▶ **Input for this task**
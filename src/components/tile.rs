//! Boat tile
//!
//! Renders one catalog item. Activation emits `boatselect` and keeps a local
//! hint so the tile highlights immediately; the container's authoritative
//! selection overwrites the hint when it propagates back down.

use crate::events::{EventSink, UiEvent};
use crate::model::BoatRecord;

pub const TILE_WRAPPER_SELECTED_CLASS: &str = "tile-wrapper selected";
pub const TILE_WRAPPER_UNSELECTED_CLASS: &str = "tile-wrapper";

/// A tile is selected iff its boat is the current selection
pub fn is_tile_selected(boat: &BoatRecord, current_selection: Option<&str>) -> bool {
    current_selection == Some(boat.id.as_str())
}

#[derive(Debug, Clone, PartialEq)]
pub struct SelectableTile {
    boat: BoatRecord,
    selected_boat_id: Option<String>,
}

impl SelectableTile {
    pub fn new(boat: BoatRecord, current_selection: Option<&str>) -> Self {
        Self {
            boat,
            selected_boat_id: current_selection.map(str::to_string),
        }
    }

    pub fn boat(&self) -> &BoatRecord {
        &self.boat
    }

    pub fn is_selected(&self) -> bool {
        is_tile_selected(&self.boat, self.selected_boat_id.as_deref())
    }

    pub fn tile_class(&self) -> &'static str {
        if self.is_selected() {
            TILE_WRAPPER_SELECTED_CLASS
        } else {
            TILE_WRAPPER_UNSELECTED_CLASS
        }
    }

    pub fn background_style(&self) -> String {
        format!(
            "background-image: url({})",
            self.boat.picture_url.as_deref().unwrap_or_default()
        )
    }

    /// Emit `boatselect` for this boat and highlight locally
    pub fn on_activate(&mut self, sink: &EventSink) {
        self.selected_boat_id = Some(self.boat.id.clone());
        sink.emit(UiEvent::BoatSelect {
            boat_id: self.boat.id.clone(),
        });
    }

    /// Take the authoritative selection from the container
    pub fn sync_selection(&mut self, current_selection: Option<&str>) {
        self.selected_boat_id = current_selection.map(str::to_string);
    }
}

#[cfg(test)]
mod tests {
    use super::*;

    fn tile(id: &str, selection: Option<&str>) -> SelectableTile {
        let mut boat = BoatRecord::new(id, "Sea Breeze");
        boat.picture_url = Some(format!("https://img/{id}.png"));
        SelectableTile::new(boat, selection)
    }

    #[test]
    fn selection_is_id_equality() {
        assert!(tile("b1", Some("b1")).is_selected());
        assert!(!tile("b1", Some("b2")).is_selected());
        assert!(!tile("b1", None).is_selected());
        assert_eq!(tile("b1", Some("b1")).tile_class(), "tile-wrapper selected");
        assert_eq!(tile("b1", None).tile_class(), "tile-wrapper");
    }

    #[test]
    fn activation_emits_once_and_highlights() {
        let (sink, mut rx) = EventSink::channel();
        let mut t = tile("b1", Some("b2"));

        t.on_activate(&sink);

        assert!(t.is_selected());
        assert_eq!(
            rx.try_recv().unwrap(),
            UiEvent::BoatSelect {
                boat_id: "b1".into()
            }
        );
        assert!(rx.try_recv().is_err());
    }

    #[test]
    fn authoritative_selection_overrides_hint() {
        let (sink, _rx) = EventSink::channel();
        let mut t = tile("b1", None);
        t.on_activate(&sink);

        t.sync_selection(Some("b7"));
        assert!(!t.is_selected());
    }

    #[test]
    fn background_uses_picture_url() {
        assert_eq!(
            tile("b1", None).background_style(),
            "background-image: url(https://img/b1.png)"
        );
    }
}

▶ **Aim of the exercise**
Once you have read the records above, write them out again exactly.

▶ **Response area**
filename src/components/tile.rs
//! Boat tile
//!
//! Renders one catalog item. Activation emits `boatselect` and keeps a local
//! hint so the tile highlights immediately; the container's authoritative
//! selection overwrites the hint when it propagates back down.

use crate::events::{EventSink, UiEvent};
use crate::model::BoatRecord;

pub const TILE_WRAPPER_SELECTED_CLASS: &str = "tile-wrapper selected";
pub const TILE_WRAPPER_UNSELECTED_CLASS: &str = "tile-wrapper";

/// A tile is selected iff its boat is the current selection
pub fn is_tile_selected(boat: &BoatRecord, current_selection: Option<&str>) -> bool {
    current_selection == Some(boat.id.as_str())
}

#[derive(Debug, Clone, PartialEq)]
pub struct SelectableTile {
    boat: BoatRecord,
    selected_boat_id: Option<String>,
}

impl SelectableTile {
    pub fn new(boat: BoatRecord, current_selection: Option<&str>) -> Self {
        Self {
            boat,
            selected_boat_id: current_selection.map(str::to_string),
        }
    }

    pub fn boat(&self) -> &BoatRecord {
        &self.boat
    }

    pub fn is_selected(&self) -> bool {
        is_tile_selected(&self.boat, self.selected_boat_id.as_deref())
    }

    pub fn tile_class(&self) -> &'static str {
        if self.is_selected() {
            TILE_WRAPPER_SELECTED_CLASS
        } else {
            TILE_WRAPPER_UNSELECTED_CLASS
        }
    }

    pub fn background_style(&self) -> String {
        format!(
            "background-image: url({})",
            self.boat.picture_url.as_deref().unwrap_or_default()
        )
    }

    /// Emit `boatselect` for this boat and highlight locally
    pub fn on_activate(&mut self, sink: &EventSink) {
        self.selected_boat_id = Some(self.boat.id.clone());
        sink.emit(UiEvent::BoatSelect {
            boat_id: self.boat.id.clone(),
        });
    }

    /// Take the authoritative selection from the container
    pub fn sync_selection(&mut self, current_selection: Option<&str>) {
        self.selected_boat_id = current_selection.map(str::to_string);
    }
}

#[cfg(test)]
mod tests {
    use super::*;

    fn tile(id: &str, selection: Option<&str>) -> SelectableTile {
        let mut boat = BoatRecord::new(id, "Sea Breeze");
        boat.picture_url = Some(format!("https://img/{id}.png"));
        SelectableTile::new(boat, selection)
    }

    #[test]
    fn selection_is_id_equality() {
        assert!(tile("b1", Some("b1")).is_selected());
        assert!(!tile("b1", Some("b2")).is_selected());
        assert!(!tile("b1", None).is_selected());
        assert_eq!(tile("b1", Some("b1")).tile_class(), "tile-wrapper selected");
        assert_eq!(tile("b1", None).tile_class(), "tile-wrapper");
    }

    #[test]
    fn activation_emits_once_and_highlights() {
        let (sink, mut rx) = EventSink::channel();
        let mut t = tile("b1", Some("b2"));

        t.on_activate(&sink);

        assert!(t.is_selected());
        assert_eq!(
            rx.try_recv().unwrap(),
            UiEvent::BoatSelect {
                boat_id: "b1".into()
            }
        );
        assert!(rx.try_recv().is_err());
    }

    #[test]
    fn authoritative_selection_overrides_hint() {
        let (sink, _rx) = EventSink::channel();
        let mut t = tile("b1", None);
        t.on_activate(&sink);

        t.sync_selection(Some("b7"));
        assert!(!t.is_selected());
    }

    #[test]
    fn background_uses_picture_url() {
        assert_eq!(
            tile("b1", None).background_style(),
            "background-image: url(https://img/b1.png)"
        );
    }
}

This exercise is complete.